Report back from DevOpsDays 2009

A few months ago I got an email from Patrick Debois who I’d met at CITCON Europe asking if I’d be interested in speaking at the first conference aimed at System Administrators practising/interested in/sceptical about Agile. One of the key beliefs of those of us doing this already is that Agile practices are generally too narrowly focussed in their implementation. At the moment it’s primarily the Development organization who drive its adoption, but to get the most benefit Development and Operations groups within an organization need to work together.

With this in mind it was decided to call the conference DevOpsDays. Videos of the talks will be online in the archives section soon, so I’ve decided to write down my thoughts about what went well and not so well – I am a fan of retrospectives.

What Went Well

The conference was in Ghent, a city in Belgium, and as expected had quite a heavy European contingent. It was not not exclusively so though, as Reductive Labs and Canonical both sent representatives over from the USA, and one of the speakers is an Aussie who just happened to be back packing around Europe at the time. One of my first great learnings though was that there are about 10 of us in the greater London area who are doing this kind of thing (2 of them ex-TWers) so we’ve started meeting regularly and exchanging ideas.

As there was such a large concentration of us around London, we’ve decided to try and subvert one of the London Geek Nights as a DevOps night to try and spread the word to more Devs. I’ll probably make more noise about it here when we’ve got dates confirmed.

The next great thing I loved was the format.
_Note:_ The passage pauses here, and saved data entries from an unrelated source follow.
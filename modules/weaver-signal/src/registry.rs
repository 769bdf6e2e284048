//! The registry: request-scoped store of signal definitions, values, and
//! forward dependency edges.
//!
//! `set_value` is the only value mutator and never propagates — cascading is
//! the propagation engine's job. `register_if_absent` never replaces an
//! existing definition, which is what makes derived ids idempotent.

use std::collections::{BTreeSet, HashMap};
use std::sync::{Arc, Mutex};

use tracing::warn;

use weaver_common::WeaverError;

use crate::def::SignalDef;
use crate::signal::Signal;
use crate::value::SignalValue;

#[derive(Default)]
struct Inner {
    definitions: HashMap<String, SignalDef>,
    values: HashMap<String, SignalValue>,
    /// Forward edges: dependency id → dependent ids. BTreeSet so iteration
    /// order is deterministic.
    edges: HashMap<String, BTreeSet<String>>,
}

/// Shared handle to one request's (or one page's) signal store.
#[derive(Clone)]
pub struct Registry {
    inner: Arc<Mutex<Inner>>,
    /// Integrity violations are hard errors when set, warnings otherwise.
    strict: bool,
}

impl Default for Registry {
    fn default() -> Self {
        Self::new(false)
    }
}

impl Registry {
    pub fn new(strict: bool) -> Self {
        Self { inner: Arc::new(Mutex::new(Inner::default())), strict }
    }

    /// Register a definition. An existing entry with equal content is a
    /// no-op; an existing entry with different content is an integrity
    /// violation.
    pub fn register(&self, def: SignalDef) -> Result<(), WeaverError> {
        let mut inner = self.inner.lock().unwrap();
        let id = def.id().to_string();

        if let Some(existing) = inner.definitions.get(&id) {
            if *existing != def {
                let err = WeaverError::RegistryIntegrity(format!(
                    "id '{id}' re-registered with different content ({} vs {})",
                    existing.kind(),
                    def.kind()
                ));
                if self.strict {
                    return Err(err);
                }
                warn!(signal_id = %id, "{err}");
            }
            return Ok(());
        }

        // Wrappers hang off their target state so updates to the state reach
        // anything depending on the wrapper.
        let edge_sources: Vec<String> = match &def {
            SignalDef::Reference(d) => vec![d.target.clone()],
            SignalDef::Mutator(d) => vec![d.target.clone()],
            _ => def.deps().to_vec(),
        };
        for dep in edge_sources {
            inner.edges.entry(dep).or_default().insert(id.clone());
        }
        inner.definitions.insert(id, def);
        Ok(())
    }

    /// Register unless already present. Returns whether the definition was
    /// inserted.
    pub fn register_if_absent(&self, def: SignalDef) -> Result<bool, WeaverError> {
        {
            let inner = self.inner.lock().unwrap();
            if inner.definitions.contains_key(def.id()) {
                drop(inner);
                // Re-run the equality check so divergent content still warns.
                self.register(def)?;
                return Ok(false);
            }
        }
        self.register(def)?;
        Ok(true)
    }

    /// Register a signal handle plus its runtime back-references (logic and
    /// dependency signals), references first so every id is resolvable by
    /// the time its dependent lands.
    pub fn register_signal(&self, signal: &Signal) -> Result<(), WeaverError> {
        if let Some(logic_ref) = &signal.logic_ref {
            self.register_signal(logic_ref)?;
        }
        for dep in &signal.deps_ref {
            self.register_signal(dep)?;
        }
        self.register(signal.def.clone())
    }

    pub fn get(&self, id: &str) -> Option<SignalDef> {
        self.inner.lock().unwrap().definitions.get(id).cloned()
    }

    /// All registered ids, sorted.
    pub fn ids(&self) -> Vec<String> {
        let inner = self.inner.lock().unwrap();
        let mut ids: Vec<String> = inner.definitions.keys().cloned().collect();
        ids.sort();
        ids
    }

    pub fn contains(&self, id: &str) -> bool {
        self.inner.lock().unwrap().definitions.contains_key(id)
    }

    /// Current value. State signals fall back to their `init` before the
    /// first write; everything else is `None` until executed.
    pub fn get_value(&self, id: &str) -> Option<SignalValue> {
        let inner = self.inner.lock().unwrap();
        if let Some(v) = inner.values.get(id) {
            return Some(v.clone());
        }
        match inner.definitions.get(id) {
            Some(SignalDef::State(d)) => Some(SignalValue::Ready(d.init.clone())),
            Some(SignalDef::Stream(d)) => Some(SignalValue::Ready(d.init.clone())),
            _ => None,
        }
    }

    /// Write a value. Never triggers propagation.
    pub fn set_value(&self, id: &str, value: SignalValue) {
        self.inner.lock().unwrap().values.insert(id.to_string(), value);
    }

    /// Overwrite a definition in place, bypassing the divergence check. The
    /// suspense resolver uses this to fill `pendingDeps`/`_childrenHtml`
    /// before the definition is serialized.
    pub fn update_definition(&self, def: SignalDef) {
        let mut inner = self.inner.lock().unwrap();
        inner.definitions.insert(def.id().to_string(), def);
    }

    /// Ids that directly depend on `id`, in id order.
    pub fn dependents(&self, id: &str) -> BTreeSet<String> {
        self.inner
            .lock()
            .unwrap()
            .edges
            .get(id)
            .cloned()
            .unwrap_or_default()
    }

    /// Direct value dependencies of `id`, in declaration order.
    pub fn dependencies(&self, id: &str) -> Vec<String> {
        self.inner
            .lock()
            .unwrap()
            .definitions
            .get(id)
            .map(|def| def.deps().to_vec())
            .unwrap_or_default()
    }

    /// Resolve reference/mutator wrappers to their underlying state id.
    pub fn resolve_target(&self, id: &str) -> String {
        match self.get(id) {
            Some(SignalDef::Reference(d)) => d.target,
            Some(SignalDef::Mutator(d)) => d.target,
            _ => id.to_string(),
        }
    }

    /// Check that every id referenced by registered definitions resolves.
    /// Strict registries error; lax registries warn and report.
    pub fn check_integrity(&self) -> Result<Vec<String>, WeaverError> {
        let inner = self.inner.lock().unwrap();
        let mut missing = Vec::new();
        for def in inner.definitions.values() {
            for referenced in def.refs() {
                if !inner.definitions.contains_key(&referenced) {
                    missing.push(format!("{} → {referenced}", def.id()));
                }
            }
        }
        drop(inner);
        missing.sort();
        if !missing.is_empty() {
            let err = WeaverError::RegistryIntegrity(format!(
                "unresolvable references: {}",
                missing.join(", ")
            ));
            if self.strict {
                return Err(err);
            }
            warn!("{err}");
        }
        Ok(missing)
    }
}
It was split up into talks in the morning, with Open Spaces in the afternoon, over 2 days. This format actually worked very well as many of the open space sessions were inspired by the talks. Another interesting mix was that there was an even split between talks on tools and talks on practices.

I also discovered some great tools! Here’s a brief list of ones I liked the most:

  • The Marionette Collective – using a message bus to administer 100’s of servers using pub/sub topics. You’ve got to watch the video to appreciate the full awesomeness.
  • Cucumber-Nagios – writing tests to monitor your system using Cucumber, and then formatting the results as a Nagios plugin so you can easily wire it in to your monitoring system.
  • Flapjack – another example of interesting use of a message bus. This time to parallelize the monitoring of 100’s of servers. I’m not sure I totally agree with the approach, but what really blew me away was they way they do graphing and reporting. It’s very impressive.
  • collectd – collectd gathers statistics about the system it is running on and stores this information in RRD databases. One of the things I really like about this though is that there are plugins for it like Jcollectd which requires no code changes. Simply plug it into your classpath and it registers a JMX MBean that pumps data from your JVM to collectd (I think). I’ve not tried it in production yet though…
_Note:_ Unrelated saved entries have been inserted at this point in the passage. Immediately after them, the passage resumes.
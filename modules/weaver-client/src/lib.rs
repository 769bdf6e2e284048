//! The client agent: boots from the inline bootstrap scripts in streamed
//! HTML, reconstructs the signal registry, indexes bind markers and
//! attribute bindings, and applies surgical updates in response to events —
//! no component re-execution, no reconciliation.
//!
//! The DOM here is an in-memory fragment tree parsed from the renderer's
//! output. A browser backend would implement the same sink surface over
//! real comment ranges.

pub mod agent;
pub mod dom;
pub mod sink;

pub use agent::ClientAgent;
pub use dom::{Dom, DomNode, NodeId};
pub use sink::DomSink;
Overall the conference was very well received, and I’m looking forward to next years instalment. There’s a lot of talk about doing a North American version…

Not So Well

As we all know, the best bits about Away Days/Conferences are the talks in the hall between sessions. The problem with the program was that we barely had enough time for bio breaks between sessions, and everyone was quite burned out at the end of day two (not just because of the Belgian Beer). I think it’s a pretty easy thing to fix though and considering that it was the first conference of its type there’s bound to be some fine tuning required.